The specific steps of contact spot detection of helical gear are as follows: firstly, thoroughly clean the measured helical gear, secondly, apply a layer of red lead powder on single or more teeth of helical cylindrical gear, the coating shall be thin and uniform, and the coating thickness shall be about 5um. After applying red lead powder on the small helical cylindrical gear, rotate the small helical cylindrical gear, The purpose is to mesh the gear of the small helical cylindrical gear coated with red lead powder with the tooth surface of the helical gear. After several revolutions, remove the helical gear and observe the contact marks on the tooth surface. Figure 1 shows contact spot detection.
After completing the contact spot detection of the helical gear, calculate the size of the contact trace on the helical gear tooth surface (as shown in Figure 2).
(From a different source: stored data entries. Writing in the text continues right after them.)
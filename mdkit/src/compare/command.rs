use std::path::PathBuf;

use clap::Parser;
use colored::Colorize;
use md_parsers::ParameterMapping;
use shared::{
    log,
    ensure,
    Result,
};
use crate::OptProcess;
use crate::compare::{
    compare_checkpoints,
    CompareOutcome,
};


#[derive(Debug, Parser)]
/// Compare two model checkpoints (safetensors) key by key.
///
/// Reports keys present in only one of them, tensors of different shapes and the absolute
/// differences of the parameters.
pub struct CompareCommand {
    /// First checkpoint file.
    ckpt1: PathBuf,

    /// Second checkpoint file.
    ckpt2: PathBuf,

    #[arg(short='t', long, default_value_t=0.0)]
    /// Largest absolute difference still treated as identical.
    ///
    /// The default 0 requires exact equality, a difference of a single ULP is reported.
    tolerance: f64,
}


impl OptProcess for CompareCommand {
    fn process(&self) -> Result<()> {
        ensure!(self.tolerance >= 0.0, "Tolerance must be a non-negative number, got {}.", self.tolerance);

        log::info!("Loading checkpoint 1: {:?}", self.ckpt1);
        let ckpt1 = ParameterMapping::from_file(&self.ckpt1)?;

        log::info!("Loading checkpoint 2: {:?}", self.ckpt2);
        let ckpt2 = ParameterMapping::from_file(&self.ckpt2)?;

        log::info!("Checkpoint 1 has {} keys", ckpt1.len());
        log::info!("Checkpoint 2 has {} keys", ckpt2.len());

        match compare_checkpoints(&ckpt1, &ckpt2, self.tolerance) {
            CompareOutcome::KeyMismatch { only_in_first, only_in_second } => {
                log::warn!("{}", "Checkpoints have different keys!".red().bold());
                log::warn!("Keys only in ckpt1: {:?}", only_in_first);
                log::warn!("Keys only in ckpt2: {:?}", only_in_second);
            },
            CompareOutcome::Compared(report) => {
                log::info!("Comparing parameters:\n{}", report);
                if report.is_identical() {
                    log::info!("{}", "The checkpoints are IDENTICAL!".green().bold());
                } else {
                    log::warn!("{} ({} of {} keys differ)",
                        "The checkpoints are DIFFERENT".yellow().bold(), report.ndiffering(), report.keys.len());
                }
            },
        }

        Ok(())
    }
}
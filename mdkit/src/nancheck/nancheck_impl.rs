use std::fmt;

use md_parsers::Samples;
use shared::numeric_methods::{
    count_nan,
    min_max,
};


#[derive(Clone, Copy, Debug, PartialEq, Eq)]
pub struct BatchNanCount {
    pub ibatch: usize,
    pub nnan:   usize,
    pub total:  usize,
}


impl fmt::Display for BatchNanCount {
    fn fmt(&self, f: &mut fmt::Formatter<'_>) -> fmt::Result {
        write!(f, "Batch {}: {}/{} NaN values", self.ibatch, self.nnan, self.total)
    }
}


#[derive(Clone, Copy, Debug, PartialEq)]
pub struct ValueStats {
    pub min:  f64,
    pub max:  f64,
    pub mean: f64,
}


#[derive(Clone, Debug, PartialEq)]
pub struct NanReport {
    pub nbatches: usize,

    /// Batches whose `x_pred` contains at least one NaN.
    pub invalid:  Vec<BatchNanCount>,

    /// Statistics of the first batch's `x_pred`, only when every batch is valid.
    pub first_batch_stats: Option<ValueStats>,
}


impl NanReport {
    pub fn nvalid(&self) -> usize { self.nbatches - self.invalid.len() }
    pub fn is_clean(&self) -> bool { self.invalid.is_empty() }
}


impl fmt::Display for NanReport {
    fn fmt(&self, f: &mut fmt::Formatter<'_>) -> fmt::Result {
        for b in self.invalid.iter() {
            writeln!(f, "{}", b)?;
        }
        writeln!(f, "Valid batches:   {}/{}", self.nvalid(), self.nbatches)?;
        write!(f,   "Invalid batches: {}/{}", self.invalid.len(), self.nbatches)?;
        if let Some(s) = self.first_batch_stats {
            writeln!(f)?;
            writeln!(f, "Sample x_pred stats (first batch):")?;
            writeln!(f, "  Min:  {:.4}", s.min)?;
            writeln!(f, "  Max:  {:.4}", s.max)?;
            write!(f,   "  Mean: {:.4}", s.mean)?;
        }
        Ok(())
    }
}


/// Count the NaN entries in `x_pred` of every batch.
pub fn scan_samples(samples: &Samples) -> NanReport {
    let invalid = samples.batches.iter()
        .enumerate()
        .map(|(ibatch, b)| BatchNanCount {
            ibatch,
            nnan: count_nan(b.x_pred.iter()),
            total: b.x_pred.len(),
        })
        .filter(|c| c.nnan > 0)
        .collect::<Vec<_>>();

    let first_batch_stats = if invalid.is_empty() {
        samples.batches.first().and_then(|b| {
            let (min, max) = min_max(b.x_pred.iter())?;
            let mean = b.x_pred.mean()?;
            Some(ValueStats { min, max, mean })
        })
    } else {
        None
    };

    NanReport {
        nbatches: samples.len(),
        invalid,
        first_batch_stats,
    }
}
That is, the percentage along the tooth length direction and tooth height direction of helical gear.
Percentage along the tooth length direction of helical gear: the ratio of the length ‘B of contact trace (remove the broken part C greater than the modulus value) to the working length’ B.
Percentage along the tooth height direction of helical gear: the ratio of the average height H ‘of contact trace to the working height H’.
According to the experimental analysis of the distribution of contact spots in Figure 1, the erythema area on the tooth surface of helical gear is unevenly distributed along the direction of tooth width, increasing from outside to inside. According to the table analysis, the highest erythema area along the direction of tooth height and tooth length is less than 50%, indicating that the accuracy of face gear is less than Grade 7. There is a certain gap between the tooth profile of helical gear machined by actual hobbing and the theoretical meshing tooth profile. Analyze the reasons for this gap:
Firstly, based on the principle of gear hobbing, there are differences between the actual helical gear hobbing and the theoretical modeling model. The main reason for this difference is that when hobbing helical gears, the requirements for hobs are very high. In order to avoid the difference, a special hob should be designed and modified to meet the requirements of hobbing helical gear.
Second, the error of tool setting before gear hobbing has a great impact on the gear profile. During gear hobbing, the center of the gear blank is determined first, and then the center line of the hob is determined by marking the center of the gear blank to mesh with the center line of the gear blank to complete tool setting. The error caused by tool setting is finally reflected in the tooth profile of face gear by gear hobbing. Although it is impossible to completely eliminate the error during tool setting, the error should be minimized.